#### EXERCISE AIM
Return, from the listing that follows, each line containing the word "SalaryDataPoint".
——
use anyhow::{Context, Result};
use sqlx::SqlitePool;
use tracing::info;

/// Catalog tables. Applied in order on every startup; each statement is idempotent.
pub const SCHEMA: &[&str] = &[
    r#"
CREATE TABLE IF NOT EXISTS skills (
    id INTEGER PRIMARY KEY,
    name TEXT NOT NULL UNIQUE,
    category TEXT NOT NULL
);
"#,
    r#"
CREATE TABLE IF NOT EXISTS roles (
    id INTEGER PRIMARY KEY,
    title TEXT NOT NULL UNIQUE,
    description TEXT NOT NULL,
    avg_salary INTEGER NOT NULL,
    growth_rate REAL NOT NULL,
    required_skills TEXT NOT NULL
);
"#,
    r#"
CREATE TABLE IF NOT EXISTS career_map (
    id INTEGER PRIMARY KEY,
    from_role TEXT NOT NULL,
    to_role TEXT NOT NULL,
    transition_time INTEGER NOT NULL,
    difficulty TEXT NOT NULL
);
"#,
    // role is matched by title, not a foreign key
    r#"
CREATE TABLE IF NOT EXISTS salary_data (
    id INTEGER PRIMARY KEY,
    role TEXT NOT NULL,
    year INTEGER NOT NULL,
    salary INTEGER NOT NULL,
    job_openings INTEGER NOT NULL,
    UNIQUE (role, year)
);
"#,
];

pub async fn apply_schema(pool: &SqlitePool) -> Result<()> {
    for (idx, statement) in SCHEMA.iter().enumerate() {
        sqlx::query(statement)
            .execute(pool)
            .await
            .with_context(|| format!("Failed to apply schema statement #{}", idx + 1))?;
    }
    info!("Catalog schema ready ({} statements)", SCHEMA.len());
    Ok(())
}
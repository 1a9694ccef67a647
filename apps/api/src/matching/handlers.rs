use axum::{extract::rejection::JsonRejection, extract::State, Json};
use serde::{Deserialize, Serialize};
use tracing::info;

use crate::charts::ChartDescription;
use crate::errors::AppError;
use crate::matching::matcher::RoleMatch;
use crate::state::AppState;

// ────────────────────────────────────────────────────────────────────────────
// Request / Response types
// ────────────────────────────────────────────────────────────────────────────

/// Body of POST /analyze, echoed back as `user_profile`.
#[derive(Debug, Clone, PartialEq, Serialize, Deserialize)]
pub struct UserProfile {
    #[serde(default)]
    pub skills: Vec<String>,
    #[serde(default)]
    pub interests: Vec<String>,
    #[serde(default = "default_experience")]
    pub experience: String,
}

fn default_experience() -> String {
    "entry".to_string()
}

#[derive(Debug, Serialize)]
pub struct AnalyzeResponse {
    pub roles: Vec<RoleMatch>,
    pub salary_chart: Option<ChartDescription>,
    pub job_chart: Option<ChartDescription>,
    pub user_profile: UserProfile,
}

// ────────────────────────────────────────────────────────────────────────────
// Handlers
// ────────────────────────────────────────────────────────────────────────────

/// POST /analyze
///
/// Ranks roles for the submitted skills and attaches trend charts for the
/// top-ranked role.
pub async fn handle_analyze(
    State(state): State<AppState>,
    payload: Result<Json<UserProfile>, JsonRejection>,
) -> Result<Json<AnalyzeResponse>, AppError> {
    let Json(profile) = payload?;

    let roles = state
        .matcher
        .match_roles(&profile.skills, &profile.interests)
        .await?;

    let (salary_chart, job_chart) = match roles.first() {
        Some(top) => {
            info!("Top match '{}' ({:.1})", top.title, top.match_score);
            let charts = state.charts.build_trend_charts(&top.title).await?;
            (charts.salary_chart, charts.job_chart)
        }
        None => (None, None),
    };

    Ok(Json(AnalyzeResponse {
        roles,
        salary_chart,
        job_chart,
        user_profile: profile,
    }))
}
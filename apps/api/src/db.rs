use std::str::FromStr;

use anyhow::{Context, Result};
use sqlx::sqlite::{SqliteConnectOptions, SqlitePoolOptions};
use sqlx::SqlitePool;
use tracing::info;

/// Creates and returns a SQLite connection pool, creating the database file if needed.
pub async fn create_pool(database_url: &str, max_connections: u32) -> Result<SqlitePool> {
    info!("Opening SQLite database at {database_url}...");

    let options = SqliteConnectOptions::from_str(database_url)
        .with_context(|| format!("Invalid DATABASE_URL '{database_url}'"))?
        .create_if_missing(true);

    let pool = SqlitePoolOptions::new()
        .max_connections(max_connections)
        .connect_with(options)
        .await?;

    info!("SQLite connection pool established");
    Ok(pool)
}

/// Single-connection in-memory pool. Every connection to `sqlite::memory:` is a
/// fresh database, so the pool must never open a second one.
#[cfg(test)]
pub async fn memory_pool() -> SqlitePool {
    SqlitePoolOptions::new()
        .max_connections(1)
        .idle_timeout(None)
        .max_lifetime(None)
        .connect("sqlite::memory:")
        .await
        .expect("in-memory sqlite pool")
}
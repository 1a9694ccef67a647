//! Trend chart builder: salary and job-opening series for one role title.
//!
//! A title with no salary rows yields `None`, whether or not the role exists
//! in the catalog.

use std::sync::Arc;

use serde::{Deserialize, Serialize};
use tracing::debug;

use crate::catalog::CatalogStore;
use crate::charts::description::{Axis, ChartDescription, ChartKind, ChartStyle};
use crate::errors::AppError;
use crate::models::catalog::SalaryDataPoint;

const YEAR_LABEL: &str = "Year";
const CHART_HEIGHT: u32 = 400;
const CHART_THEME: &str = "plotly_white";
const SALARY_COLOR: &str = "#3b82f6";
const OPENINGS_COLOR: &str = "#10b981";

/// Both charts for one role, serialized with `null` for missing data.
#[derive(Debug, Clone, PartialEq, Serialize, Deserialize)]
pub struct TrendCharts {
    pub salary_chart: Option<ChartDescription>,
    pub job_chart: Option<ChartDescription>,
}

#[derive(Clone)]
pub struct TrendChartBuilder {
    catalog: Arc<dyn CatalogStore>,
}

impl TrendChartBuilder {
    pub fn new(catalog: Arc<dyn CatalogStore>) -> Self {
        Self { catalog }
    }

    pub async fn build_salary_chart(
        &self,
        role_title: &str,
    ) -> Result<Option<ChartDescription>, AppError> {
        let points = self.catalog.list_salary_points(role_title).await?;
        Ok(salary_chart(role_title, points))
    }

    pub async fn build_job_openings_chart(
        &self,
        role_title: &str,
    ) -> Result<Option<ChartDescription>, AppError> {
        let points = self.catalog.list_salary_points(role_title).await?;
        Ok(job_openings_chart(role_title, points))
    }

    /// Builds both charts for one role.
    pub async fn build_trend_charts(&self, role_title: &str) -> Result<TrendCharts, AppError> {
        debug!("Building trend charts for '{role_title}'");
        Ok(TrendCharts {
            salary_chart: self.build_salary_chart(role_title).await?,
            job_chart: self.build_job_openings_chart(role_title).await?,
        })
    }
}

pub fn salary_chart(role_title: &str, points: Vec<SalaryDataPoint>) -> Option<ChartDescription> {
    let points = by_year(points)?;
    Some(ChartDescription {
        kind: ChartKind::LineMarkers,
        title: format!("Salary Trend for {role_title}"),
        series_name: "Average Salary".to_string(),
        x_axis: year_axis(&points),
        y_axis: Axis {
            label: "Salary (USD)".to_string(),
            values: points.iter().map(|p| p.salary).collect(),
        },
        style: ChartStyle {
            color: SALARY_COLOR.to_string(),
            line_width: Some(3),
            marker_size: Some(8),
            height: CHART_HEIGHT,
            theme: CHART_THEME.to_string(),
        },
    })
}

pub fn job_openings_chart(role_title: &str, points: Vec<SalaryDataPoint>) -> Option<ChartDescription> {
    let points = by_year(points)?;
    Some(ChartDescription {
        kind: ChartKind::Bar,
        title: format!("Job Market Trend for {role_title}"),
        series_name: "Job Openings".to_string(),
        x_axis: year_axis(&points),
        y_axis: Axis {
            label: "Number of Job Openings".to_string(),
            values: points.iter().map(|p| p.job_openings).collect(),
        },
        style: ChartStyle {
            color: OPENINGS_COLOR.to_string(),
            line_width: None,
            marker_size: None,
            height: CHART_HEIGHT,
            theme: CHART_THEME.to_string(),
        },
    })
}

/// Sorts ascending by year; `None` when there is nothing to plot.
fn by_year(mut points: Vec<SalaryDataPoint>) -> Option<Vec<SalaryDataPoint>> {
    if points.is_empty() {
        return None;
    }
    points.sort_by_key(|p| p.year);
    Some(points)
}

fn year_axis(points: &[SalaryDataPoint]) -> Axis<i32> {
    Axis {
        label: YEAR_LABEL.to_string(),
        values: points.iter().map(|p| p.year).collect(),
    }
}

#[cfg(test)]
mod tests {
    use super::*;
    use std::collections::BTreeMap;

    use crate::catalog::memory::InMemoryCatalog;

    fn builder() -> TrendChartBuilder {
        // deliberately out of year order
        let catalog = InMemoryCatalog::default()
            .with_role("Data Scientist", &["Python"])
            .with_role("DevOps Engineer", &["Linux"])
            .with_point("Data Scientist", 2024, 104_100, 1_010)
            .with_point("Data Scientist", 2022, 95_500, 820)
            .with_point("Data Scientist", 2026, 113_900, 1_190)
            .with_point("Data Scientist", 2023, 99_000, 870)
            .with_point("Data Scientist", 2025, 110_200, 1_120)
            .with_point("Backend Developer", 2026, 90_000, 1_400);
        TrendChartBuilder::new(Arc::new(catalog))
    }

    #[tokio::test]
    async fn test_salary_chart_years_ascending_with_matching_values() {
        let chart = builder()
            .build_salary_chart("Data Scientist")
            .await
            .unwrap()
            .expect("chart");

        assert_eq!(chart.kind, ChartKind::LineMarkers);
        assert_eq!(chart.title, "Salary Trend for Data Scientist");
        assert_eq!(chart.x_axis.label, "Year");
        assert_eq!(chart.y_axis.label, "Salary (USD)");
        assert_eq!(chart.x_axis.values, vec![2022, 2023, 2024, 2025, 2026]);

        let by_year: BTreeMap<i32, i64> = chart
            .x_axis
            .values
            .iter()
            .copied()
            .zip(chart.y_axis.values.iter().copied())
            .collect();
        let expected: BTreeMap<i32, i64> = [
            (2022, 95_500),
            (2023, 99_000),
            (2024, 104_100),
            (2025, 110_200),
            (2026, 113_900),
        ]
        .into_iter()
        .collect();
        assert_eq!(by_year, expected);
    }

    #[tokio::test]
    async fn test_job_chart_is_bar_of_openings() {
        let chart = builder()
            .build_job_openings_chart("Data Scientist")
            .await
            .unwrap()
            .expect("chart");

        assert_eq!(chart.kind, ChartKind::Bar);
        assert_eq!(chart.title, "Job Market Trend for Data Scientist");
        assert_eq!(chart.y_axis.label, "Number of Job Openings");
        assert_eq!(chart.y_axis.values, vec![820, 870, 1_010, 1_120, 1_190]);
        assert_eq!(chart.style.height, 400);
    }

    #[tokio::test]
    async fn test_unknown_role_has_no_charts() {
        let b = builder();
        assert!(b.build_salary_chart("Nonexistent Role").await.unwrap().is_none());
        assert!(b.build_job_openings_chart("Nonexistent Role").await.unwrap().is_none());
    }

    #[tokio::test]
    async fn test_catalog_role_without_series_has_no_charts() {
        let charts = builder().build_trend_charts("DevOps Engineer").await.unwrap();
        assert_eq!(
            charts,
            TrendCharts {
                salary_chart: None,
                job_chart: None
            }
        );
    }

    #[tokio::test]
    async fn test_trend_charts_match_individual_builders() {
        let b = builder();
        let charts = b.build_trend_charts("Backend Developer").await.unwrap();
        assert_eq!(charts.salary_chart, b.build_salary_chart("Backend Developer").await.unwrap());
        assert_eq!(charts.job_chart, b.build_job_openings_chart("Backend Developer").await.unwrap());
    }

    #[test]
    fn test_chart_serializes_neutral_shape() {
        let chart = job_openings_chart(
            "QA",
            vec![SalaryDataPoint {
                role: "QA".to_string(),
                year: 2026,
                salary: 1,
                job_openings: 7,
            }],
        )
        .unwrap();
        let json = serde_json::to_value(&chart).unwrap();

        assert_eq!(json["kind"], "bar");
        assert_eq!(json["x_axis"]["values"][0], 2026);
        assert_eq!(json["y_axis"]["values"][0], 7);
        assert!(json["style"].get("line_width").is_none());
    }
}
——
#### RESPONSE TO THE TASK
use crate::models::catalog::SalaryDataPoint;
pub fn salary_chart(role_title: &str, points: Vec<SalaryDataPoint>) -> Option<ChartDescription> {
pub fn job_openings_chart(role_title: &str, points: Vec<SalaryDataPoint>) -> Option<ChartDescription> {
fn by_year(mut points: Vec<SalaryDataPoint>) -> Option<Vec<SalaryDataPoint>> {
fn year_axis(points: &[SalaryDataPoint]) -> Axis<i32> {
            vec![SalaryDataPoint {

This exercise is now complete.